Robot Aquuai ini telah beroperasi di air tawar dan air asin, dekat bendungan, dan di pelabuhan serta peternakan ikan, untuk memeriksa hal-hal seperti kualitas air dan kesehatan ikan.
Banyak peternakan ikan menggunakan sensor tetap untuk memantau kualitas air, namun CEO dan salah satu pendiri Aquuai, Liane Thompson, mengatakan hal ini tidak efisien di kandang raksasa, karena ikan mungkin berkumpul jauh dari sensor. Sebaliknya, robot Aquaai berenang di samping ikan, mengumpulkan data ke mana pun mereka pergi.
Teknologi ini juga dapat diterapkan di Timur Tengah, wilayah yang sedang berjuang melawan kelangkaan air.

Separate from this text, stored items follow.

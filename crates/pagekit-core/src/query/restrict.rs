use crate::error::PageError;
use crate::model::{AttributeKind, ScalarKind};
use crate::query::alias::Alias;
use crate::query::criteria::{
    Bool, BuildContext, Criteria, Enumerated, IgnoreCase, Numeric,
};
use crate::query::dialect::DialectProfile;
use crate::query::expr::{AggregateKind, Expr, Restriction, TaggedRestriction};
use crate::query::params::ParamBuilder;
use crate::query::paths::PathError;
use crate::query::request::{FilterValue, PageRequest};
use crate::query::select::FieldResolver;
use crate::value::Value;
use std::collections::BTreeMap;
use thiserror::Error as ThisError;

///
/// Restriction builder
///
/// Walks the required and optional criteria maps in insertion order,
/// dispatches each entry to the criteria vocabulary, partitions the
/// synthesized predicates by alias class, and assembles the final WHERE
/// and HAVING trees. Filter input is user-controlled and tolerant:
/// unknown and unparseable fields are dropped; everything else is strict.
///

///
/// RestrictionError
///

#[derive(Clone, Debug, Eq, PartialEq, ThisError)]
pub enum RestrictionError {
    #[error("unsupported criteria value for field `{field}`")]
    UnsupportedCriteria { field: String },
}

///
/// CriteriaFallback
///
/// Overridable hook consulted before an unsupported value/path
/// combination becomes fatal.
///

pub trait CriteriaFallback {
    fn build(
        &self,
        field: &str,
        value: &Value,
        ctx: &mut BuildContext<'_>,
    ) -> Option<Restriction>;
}

///
/// RestrictionOutcome
///

#[derive(Debug, Default)]
pub struct RestrictionOutcome {
    pub restriction: Option<Restriction>,
    pub having: Option<Restriction>,
    /// Set when a HAVING or an IN-with-count predicate was emitted; both
    /// force a GROUP BY on the root.
    pub group_by_root: bool,
    pub params: BTreeMap<String, Value>,
}

/// Walk both criteria maps and assemble the query restrictions.
///
/// `existing` is a pre-existing restriction installed by the caller's
/// query customizer; it is conjoined with the required conjunction.
pub fn build_restrictions(
    request: &PageRequest,
    resolver: &mut FieldResolver<'_>,
    profile: &DialectProfile,
    existing: Option<Restriction>,
    fallback: Option<&dyn CriteriaFallback>,
) -> Result<RestrictionOutcome, PageError> {
    let mut params = BTreeMap::new();

    let mut required = Vec::new();
    for (field, value) in request.required() {
        if let Some(tagged) =
            build_field(field, value, resolver, profile, fallback, &mut params)?
        {
            required.push(tagged);
        }
    }

    let mut optional = Vec::new();
    for (field, value) in request.optional() {
        if let Some(tagged) =
            build_field(field, value, resolver, profile, fallback, &mut params)?
        {
            optional.push(tagged);
        }
    }

    // IN predicates over more than one item additionally demand that the
    // join matches every item, not any: COUNT(DISTINCT join) = count.
    let mut having_parts = Vec::new();
    for tagged in &required {
        if let Some((_, count)) = tagged.alias.field_and_count()
            && count > 1
            && let Restriction::In { expr, .. } = &tagged.restriction
        {
            let companion = Restriction::Compare {
                left: Expr::aggregate(AggregateKind::CountDistinct, expr.clone()),
                op: crate::query::expr::CompareOp::Eq,
                right: Expr::Literal(Value::Int(count as i64)),
            };
            having_parts.push(TaggedRestriction::new(
                companion,
                tagged.alias.as_having_count(),
            ));
        }
    }

    let any_in = required
        .iter()
        .chain(optional.iter())
        .any(|tagged| tagged.alias.is_in());

    let (required_where, required_having) = partition(required);
    let (optional_where, optional_having) = partition(optional);

    let mut where_parts: Vec<Restriction> = Vec::new();
    if let Some(existing) = existing {
        where_parts.push(existing);
    }
    where_parts.extend(required_where);
    if let Some(any) = Restriction::or(optional_where) {
        where_parts.push(any);
    }

    let mut having_all: Vec<Restriction> =
        having_parts.into_iter().map(|t| t.restriction).collect();
    having_all.extend(required_having);
    if let Some(any) = Restriction::or(optional_having) {
        having_all.push(any);
    }

    let having = Restriction::and(having_all);
    let group_by_root = having.is_some() || any_in;

    Ok(RestrictionOutcome {
        restriction: Restriction::and(where_parts),
        having,
        group_by_root,
        params,
    })
}

// Split a synthesized batch into WHERE-class and HAVING-class trees.
fn partition(tagged: Vec<TaggedRestriction>) -> (Vec<Restriction>, Vec<Restriction>) {
    let mut where_parts = Vec::new();
    let mut having_parts = Vec::new();
    for t in tagged {
        if t.alias.is_having() {
            having_parts.push(t.restriction);
        } else {
            where_parts.push(t.restriction);
        }
    }

    (where_parts, having_parts)
}

// Synthesize one criteria-map entry into a tagged predicate.
//
// Returns `Ok(None)` when the field is dropped: unknown field, null-free
// unresolvable enum/number, or empty IN list.
fn build_field(
    field: &str,
    value: &FilterValue,
    resolver: &mut FieldResolver<'_>,
    profile: &DialectProfile,
    fallback: Option<&dyn CriteriaFallback>,
    params_out: &mut BTreeMap<String, Value>,
) -> Result<Option<TaggedRestriction>, PageError> {
    let expr = match resolver.resolve(field) {
        Ok(expr) => expr,
        Err(PathError::UnknownField { .. }) => return Ok(None),
        Err(err) => return Err(err.into()),
    };

    let kind = nominal_kind(&expr);
    let aggregated = expr.is_aggregation();
    let mut alias = Alias::classify(aggregated, field);

    // Element-collection predicates target the shared join alias, not the
    // collection attribute itself.
    let is_element = resolver
        .paths()
        .relations()
        .element_collections
        .contains(field);
    let expr = if is_element {
        Expr::Path(resolver.paths().element_join(field)?)
    } else {
        expr
    };

    let (value, negated) = match value {
        FilterValue::Criteria(criteria) => {
            let (inner, negated) = criteria.unwrap_not();
            (FilterValue::Criteria(inner.clone()), negated)
        }
        other => (other.clone(), false),
    };

    let mut params = ParamBuilder::new(field);
    let mut ctx = BuildContext {
        path: expr,
        kind,
        params: &mut params,
        dialect: profile,
    };

    let restriction = if value.is_null() {
        Some(Restriction::IsNull(ctx.path.clone()))
    } else if is_element && !matches!(value, FilterValue::Criteria(_)) {
        match element_in(field, &value, &mut ctx) {
            Ok(restriction) => {
                if let Some(Restriction::In { items, .. }) = &restriction {
                    alias = alias.with_in_count(items.len());
                }
                restriction
            }
            // Empty IN lists drop the field; filter input is tolerant.
            Err(_) => None,
        }
    } else {
        match dispatch(field, &value, &mut ctx, fallback) {
            Ok(restriction) => restriction,
            Err(PageError::Criteria(_)) => None,
            Err(err) => return Err(err),
        }
    };

    params_out.append(&mut params.into_bindings());

    Ok(restriction.map(|r| {
        let r = if negated { r.negate() } else { r };
        TaggedRestriction::new(r, alias)
    }))
}

// Nominal attribute kind of a resolved expression. Projection-mapped
// expressions have no declared path type; aggregations read as numbers,
// anything else as text.
fn nominal_kind(expr: &Expr) -> AttributeKind {
    expr.path().map_or_else(
        || {
            if expr.is_aggregation() {
                AttributeKind::Scalar(ScalarKind::Int64)
            } else {
                AttributeKind::Scalar(ScalarKind::Text)
            }
        },
        |path| path.kind,
    )
}

// IN over the parameterized items of an element-collection entry.
fn element_in(
    field: &str,
    value: &FilterValue,
    ctx: &mut BuildContext<'_>,
) -> Result<Option<Restriction>, PageError> {
    let items = match value {
        FilterValue::Values(items) => items.clone(),
        FilterValue::Value(Value::List(items)) => items.clone(),
        FilterValue::Value(single) => vec![single.clone()],
        // Criteria entries are dispatched to the vocabulary instead.
        FilterValue::Criteria(_) => return Ok(None),
    };

    if items.is_empty() {
        return Err(crate::query::criteria::CriteriaError::EmptyIn {
            field: field.to_string(),
        }
        .into());
    }

    let items = items
        .into_iter()
        .map(|item| ctx.params.create(item))
        .collect();

    Ok(Some(Restriction::In {
        expr: ctx.path.clone(),
        items,
    }))
}

// Dispatch one entry by value kind and path type.
fn dispatch(
    field: &str,
    value: &FilterValue,
    ctx: &mut BuildContext<'_>,
    fallback: Option<&dyn CriteriaFallback>,
) -> Result<Option<Restriction>, PageError> {
    match value {
        FilterValue::Criteria(criteria) => Ok(criteria.build(ctx)?),

        // A sequence means "equals any of": fold into a disjunction of
        // per-item predicates.
        FilterValue::Values(items) => {
            let mut parts = Vec::with_capacity(items.len());
            for item in items {
                if let Some(part) =
                    dispatch(field, &FilterValue::Value(item.clone()), ctx, fallback)?
                {
                    parts.push(part);
                }
            }

            Ok(Restriction::or(parts))
        }

        FilterValue::Value(item) => dispatch_value(field, item, ctx, fallback),
    }
}

fn dispatch_value(
    field: &str,
    value: &Value,
    ctx: &mut BuildContext<'_>,
    fallback: Option<&dyn CriteriaFallback>,
) -> Result<Option<Restriction>, PageError> {
    match ctx.kind {
        AttributeKind::Enum(model) => {
            let criteria = Enumerated::parse(value.clone(), model)?;
            Ok(Criteria::Enumerated(criteria).build(ctx)?)
        }
        AttributeKind::Scalar(kind) | AttributeKind::ElementCollection(kind)
            if kind.is_numeric() =>
        {
            let parsed = Numeric::parse(value, kind)?;
            Ok(Some(Restriction::eq(
                ctx.path.clone(),
                ctx.params.create(parsed),
            )))
        }
        AttributeKind::Scalar(ScalarKind::Bool) => {
            let criteria = Bool::parse(value)?;
            Ok(Criteria::Bool(criteria).build(ctx)?)
        }
        AttributeKind::Scalar(ScalarKind::Text)
        | AttributeKind::ElementCollection(ScalarKind::Text) => {
            ignore_case_of(value, ctx)
        }
        _ if matches!(value, Value::Text(_)) => ignore_case_of(value, ctx),
        _ => {
            if let Some(hook) = fallback
                && let Some(restriction) = hook.build(field, value, ctx)
            {
                return Ok(Some(restriction));
            }

            Err(RestrictionError::UnsupportedCriteria {
                field: field.to_string(),
            }
            .into())
        }
    }
}

// String targets and string inputs default to case-insensitive equality.
fn ignore_case_of(
    value: &Value,
    ctx: &mut BuildContext<'_>,
) -> Result<Option<Restriction>, PageError> {
    let Some(text) = value.to_text() else {
        return Ok(None);
    };

    Ok(Criteria::IgnoreCase(IgnoreCase::new(text)).build(ctx)?)
}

Timur Tengah dan Afrika Utara hanya mempunyai 1% sumber daya air tawar dunia, dan banyak negara yang menghabiskan air dari reservoir bawah tanah, sebagian besar untuk mengairi lahan pertanian.
Advertisement
Diskusi dengan Berbagai Lembaga Pemerintah
Thompson dan Pieterkosky, yang sudah menikah, telah pindah ke Abu Dhabi, ibu kota Uni Emirat Arab, dan Oktober lalu, dan Aquaai diterima dalam program “pembangunan perusahaan” di ekosistem teknologi Hub71, Abu Dhabi.

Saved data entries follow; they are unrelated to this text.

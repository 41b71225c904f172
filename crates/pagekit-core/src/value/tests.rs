use super::*;
use rust_decimal::Decimal;
use time::{Date, Month, Time};

#[test]
fn truthy_accepts_booleans_numbers_and_text() {
    assert_eq!(Value::Bool(true).truthy(), Some(true));
    assert_eq!(Value::Int(0).truthy(), Some(false));
    assert_eq!(Value::Int(-3).truthy(), Some(true));
    assert_eq!(Value::Text("Yes".into()).truthy(), Some(true));
    assert_eq!(Value::Text("off".into()).truthy(), Some(false));
    assert_eq!(Value::Text("maybe".into()).truthy(), None);
    assert_eq!(Value::Null.truthy(), None);
}

#[test]
fn numeric_comparison_widens_across_variants() {
    let int = Value::Int(42);
    let dec = Value::Decimal(Decimal::new(420, 1));
    let big = Value::IntBig(BigInt::from(42));

    assert_eq!(int.cmp_numeric(&dec), Some(Ordering::Equal));
    assert_eq!(int.cmp_numeric(&big), Some(Ordering::Equal));
    assert_eq!(dec.cmp_numeric(&big), Some(Ordering::Equal));
    assert!(int.loose_eq(&dec));
}

#[test]
fn huge_big_integers_dominate_decimals_by_sign() {
    let huge = Value::IntBig(BigInt::from(10).pow(60));
    let dec = Value::Decimal(Decimal::MAX);

    assert_eq!(huge.cmp_numeric(&dec), Some(Ordering::Greater));

    let negative = Value::IntBig(-BigInt::from(10).pow(60));
    assert_eq!(negative.cmp_numeric(&dec), Some(Ordering::Less));
}

#[test]
fn text_operations_casefold() {
    let value = Value::Text("User-050".into());

    assert_eq!(value.text_contains("user", TextMode::Ci), Some(true));
    assert_eq!(value.text_contains("user", TextMode::Cs), Some(false));
    assert_eq!(value.text_starts_with("USER", TextMode::Ci), Some(true));
    assert_eq!(value.text_ends_with("050", TextMode::Ci), Some(true));
    assert_eq!(value.text_eq("user-050", TextMode::Ci), Some(true));
}

#[test]
fn temporal_text_forms_are_stable() {
    let date = Date::from_calendar_date(2024, Month::January, 15).unwrap();
    let time = Time::from_hms(9, 5, 0).unwrap();

    assert_eq!(Value::Date(date).to_text().as_deref(), Some("2024-01-15"));
    assert_eq!(Value::Time(time).to_text().as_deref(), Some("09:05:00"));
    assert_eq!(
        Value::DateTime(date.with_time(time)).to_text().as_deref(),
        Some("2024-01-15T09:05:00Z")
    );
}

#[test]
fn canonical_cmp_is_total_for_mixed_variants() {
    let left = Value::Bool(true);
    let right = Value::Text("x".into());

    assert_ne!(left.canonical_cmp(&right), Ordering::Equal);
    assert_eq!(
        left.canonical_cmp(&right),
        right.canonical_cmp(&left).reverse()
    );
}
use super::*;
use crate::query::criteria::{Criteria, IgnoreCase, Like};

fn sample() -> PageRequest {
    PageRequest::new()
        .offset(20)
        .limit(10)
        .order_by("id")
        .order_by_desc("name")
        .filter("name", Criteria::Like(Like::contains("05")))
        .filter("tier", Value::Enum("FOO".into()))
        .filter_any("code", Criteria::IgnoreCase(IgnoreCase::new("XYZ")))
}

#[test]
fn canonical_form_is_stable_and_sorted() {
    let canonical = sample().canonical();

    assert_eq!(
        canonical,
        "page{offset=20, limit=10, order=[id asc, name desc], \
         required={name=contains(05), tier=FOO}, optional={code=ignore_case(XYZ)}}"
    );
}

#[test]
fn canonical_form_ignores_criteria_insertion_order() {
    let forward = PageRequest::new()
        .filter("a", 1i64)
        .filter("b", 2i64)
        .canonical();
    let backward = PageRequest::new()
        .filter("b", 2i64)
        .filter("a", 1i64)
        .canonical();

    assert_eq!(forward, backward);
}

#[test]
fn canonical_form_keeps_ordering_sequence_order() {
    let ab = PageRequest::new().order_by("a").order_by("b").canonical();
    let ba = PageRequest::new().order_by("b").order_by("a").canonical();

    assert_ne!(ab, ba);
}

#[test]
fn unbounded_limit_renders_as_a_star() {
    let canonical = PageRequest::new().canonical();

    assert!(canonical.contains("limit=*"));
}

#[test]
fn fingerprint_is_a_sha256_hex_digest() {
    let fingerprint = sample().fingerprint();

    assert_eq!(fingerprint.len(), 64);
    assert!(fingerprint.chars().all(|c| c.is_ascii_hexdigit()));
    assert_eq!(fingerprint, sample().fingerprint());
    assert_ne!(fingerprint, PageRequest::new().fingerprint());
}

#[test]
fn filter_values_evaluate_in_memory() {
    let any_of = FilterValue::Values(vec![Value::Text("red".into()), Value::Text("blue".into())]);
    assert!(any_of.applies(&Value::Text("red".into())));
    assert!(!any_of.applies(&Value::Text("green".into())));

    let bare = FilterValue::from(42i64);
    assert!(bare.applies(&Value::Int(42)));

    let criteria = FilterValue::from(Criteria::Like(Like::starts_with("user")));
    assert!(criteria.applies(&Value::Text("USER-1".into())));
}

#[test]
fn fetch_scoped_views_strip_the_prefix() {
    let request = PageRequest::new()
        .order_by("orders.name")
        .filter("orders.quantity", 2i64)
        .filter("name", "x");

    let filters = request.required_under("orders");
    assert_eq!(filters.len(), 1);
    assert_eq!(filters[0].0, "quantity");

    let ordering = request.ordering_under("orders");
    assert_eq!(ordering.len(), 1);
    assert_eq!(ordering[0].0, "name");

    assert!(request.required_under("tags").is_empty());
}

#[test]
fn requests_round_trip_through_serde() {
    let request = sample();
    let json = serde_json::to_string(&request).unwrap();
    let back: PageRequest = serde_json::from_str(&json).unwrap();

    assert_eq!(back, request);
    assert_eq!(back.canonical(), request.canonical());
}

Thompson mengatakan teknologinya dapat digunakan di kawasan ini untuk pengelolaan air, operasi budidaya perikanan yang berkelanjutan, mendeteksi peralatan penangkapan ikan yang terlantar, dan memantau kesehatan karang.

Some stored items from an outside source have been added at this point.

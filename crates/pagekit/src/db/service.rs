use crate::error::Error;
use pagekit_core::query::backend::Backend;
use pagekit_core::query::expr::Expr;
use pagekit_core::query::page::{NoHooks, PageHooks, Pager};
use pagekit_core::query::paths::PathResolver;
use pagekit_core::query::plan::SelectQuery;
use pagekit_core::query::request::PageRequest;
use pagekit_core::query::restrict::CriteriaFallback;
use pagekit_core::response::Page;
use pagekit_core::traits::EntityKind;
use pagekit_core::value::Value;

///
/// PageService
/// Public facade over the paging engine for one entity type.
/// Converts core errors into `pagekit::Error`.
///

pub struct PageService<E: EntityKind, B: Backend<E>, H: PageHooks = NoHooks> {
    pager: Pager<E, B, H>,
}

impl<E, B> PageService<E, B>
where
    E: EntityKind,
    B: Backend<E>,
{
    /// Create a service backed by the provided execution surface.
    #[must_use]
    pub const fn new(backend: B) -> Self {
        Self {
            pager: Pager::new(backend),
        }
    }
}

impl<E, B, H> PageService<E, B, H>
where
    E: EntityKind,
    B: Backend<E>,
    H: PageHooks,
{
    /// Replace the page lifecycle hooks.
    #[must_use]
    pub fn with_hooks<H2: PageHooks>(self, hooks: H2) -> PageService<E, B, H2> {
        PageService {
            pager: self.pager.with_hooks(hooks),
        }
    }

    /// Install a fallback for otherwise-unsupported criteria shapes.
    #[must_use]
    pub fn with_fallback(self, fallback: Box<dyn CriteriaFallback>) -> Self {
        Self {
            pager: self.pager.with_fallback(fallback),
        }
    }

    #[must_use]
    pub const fn backend(&self) -> &B {
        self.pager.backend()
    }

    /// Run a page request and return a bounded slice with an estimated
    /// total when `want_count` is set.
    pub fn get_page(&self, request: &PageRequest, want_count: bool) -> Result<Page<E>, Error> {
        Ok(self.pager.get_page(request, want_count)?)
    }

    /// `get_page` with a query customizer for installing fetches, joins,
    /// or extra restrictions.
    pub fn get_page_with<F>(
        &self,
        request: &PageRequest,
        want_count: bool,
        cacheable: bool,
        customize: F,
    ) -> Result<Page<E>, Error>
    where
        F: FnOnce(&mut SelectQuery, &mut PathResolver),
    {
        Ok(self
            .pager
            .get_page_with(request, want_count, cacheable, customize)?)
    }

    /// `get_page` projecting into value rows via an ordered
    /// property-to-expression mapping.
    pub fn get_page_projected<P, F>(
        &self,
        request: &PageRequest,
        want_count: bool,
        cacheable: bool,
        projection: P,
        customize: F,
    ) -> Result<Page<Vec<Value>>, Error>
    where
        P: FnOnce(
            &mut PathResolver,
        ) -> Result<Vec<(String, Expr)>, pagekit_core::error::PageError>,
        F: FnOnce(&mut SelectQuery, &mut PathResolver),
    {
        Ok(self
            .pager
            .get_page_projected(request, want_count, cacheable, projection, customize)?)
    }
}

Aquaai saat ini sedang meningkatkan drone bawah airnya dan sedang berdiskusi dengan berbagai lembaga pemerintah mengenai uji coba agar versi terbaru dapat berfungsi.
Thompson mengatakan bahwa di seluruh dunia, pemantauan sumber daya air biasanya dilakukan secara manual, yang memakan waktu lama, padat karya, dan hanya menyediakan data yang bersifat sporadis. Dia yakin otomatisasi yang lebih baik sangat dibutuhkan.
"Harus memainkan peran penting di masa depan pengelolaan air dengan meningkatkan efisiensi, mengurangi limbah, dan meningkatkan pengumpulan data untuk pengambilan keputusan yang lebih baik," kata Robert C. Brears, pendiri platform keamanan air Our Future Water, melalui email.
Teknologi Serupa Lainnya
Teknologi air menerima kurang dari 3% dari pendanaan teknologi iklim senilai $48 miliar pada tahun 2023, menurut database bisnis Dealroom.
Ada segelintir lembaga dan perusahaan lain yang mengembangkan drone bawah air untuk berbagai tujuan. Pada tahun 2021, sebuah perusahaan Tiongkok meluncurkan ikan arwana robotik berisi sensor pada konvensi militer di Beijing, dan beberapa perusahaan minyak dan gas menggunakan drone bawah laut untuk memeriksa proyek mereka.
Aquaai berharap lebih banyak dana akan menyusul. “Investor harus segera sadar,” kata Pieterkosky. “Ini benar-benar tentang upaya terakhir untuk menyelamatkan sesuatu yang membuat umat manusia tetap hidup.”